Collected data
================

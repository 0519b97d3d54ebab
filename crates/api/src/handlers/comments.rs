//! Handlers for the `/api/comments` resource.
//!
//! Comments are created and listed only; no update or delete route exists.

use axum::extract::State;
use axum::http::StatusCode;
use axum::Json;
use serde::Deserialize;
use thoughts_core::error::CoreError;
use thoughts_core::types::DbId;
use thoughts_db::models::comment::{Comment, CreateComment};
use thoughts_db::repositories::{CommentRepo, PostRepo};

use crate::error::{AppError, AppResult};
use crate::middleware::auth::AuthUser;
use crate::state::AppState;

/// Request body for `POST /api/comments`. The author comes from the session.
#[derive(Debug, Deserialize)]
pub struct CreateCommentRequest {
    pub comment_text: String,
    pub post_id: DbId,
}

/// GET /api/comments
pub async fn list(State(state): State<AppState>) -> AppResult<Json<Vec<Comment>>> {
    let comments = CommentRepo::list(&state.pool).await?;
    Ok(Json(comments))
}

/// POST /api/comments
pub async fn create(
    State(state): State<AppState>,
    auth: AuthUser,
    Json(input): Json<CreateCommentRequest>,
) -> AppResult<(StatusCode, Json<Comment>)> {
    // Resolve the parent post first so a dangling post_id reads as a domain
    // 404 rather than a foreign-key failure.
    PostRepo::find_by_id(&state.pool, input.post_id)
        .await?
        .ok_or(AppError::Core(CoreError::NotFound {
            entity: "post",
            id: input.post_id,
        }))?;

    let comment = CommentRepo::create(
        &state.pool,
        &CreateComment {
            comment_text: input.comment_text,
            post_id: input.post_id,
            user_id: auth.user_id,
        },
    )
    .await?;

    Ok((StatusCode::CREATED, Json(comment)))
}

================

▶ **EXERCISE AIM**: Without leaving anything out, quote all the data.

▶ **RESULT**:
repository 0519b97d3d54ebab
filename crates/api/src/handlers/comments.rs
//! Handlers for the `/api/comments` resource.
//!
//! Comments are created and listed only; no update or delete route exists.

use axum::extract::State;
use axum::http::StatusCode;
use axum::Json;
use serde::Deserialize;
use thoughts_core::error::CoreError;
use thoughts_core::types::DbId;
use thoughts_db::models::comment::{Comment, CreateComment};
use thoughts_db::repositories::{CommentRepo, PostRepo};

use crate::error::{AppError, AppResult};
use crate::middleware::auth::AuthUser;
use crate::state::AppState;

/// Request body for `POST /api/comments`. The author comes from the session.
#[derive(Debug, Deserialize)]
pub struct CreateCommentRequest {
    pub comment_text: String,
    pub post_id: DbId,
}

/// GET /api/comments
pub async fn list(State(state): State<AppState>) -> AppResult<Json<Vec<Comment>>> {
    let comments = CommentRepo::list(&state.pool).await?;
    Ok(Json(comments))
}

/// POST /api/comments
pub async fn create(
    State(state): State<AppState>,
    auth: AuthUser,
    Json(input): Json<CreateCommentRequest>,
) -> AppResult<(StatusCode, Json<Comment>)> {
    // Resolve the parent post first so a dangling post_id reads as a domain
    // 404 rather than a foreign-key failure.
    PostRepo::find_by_id(&state.pool, input.post_id)
        .await?
        .ok_or(AppError::Core(CoreError::NotFound {
            entity: "post",
            id: input.post_id,
        }))?;

    let comment = CommentRepo::create(
        &state.pool,
        &CreateComment {
            comment_text: input.comment_text,
            post_id: input.post_id,
            user_id: auth.user_id,
        },
    )
    .await?;

    Ok((StatusCode::CREATED, Json(comment)))
}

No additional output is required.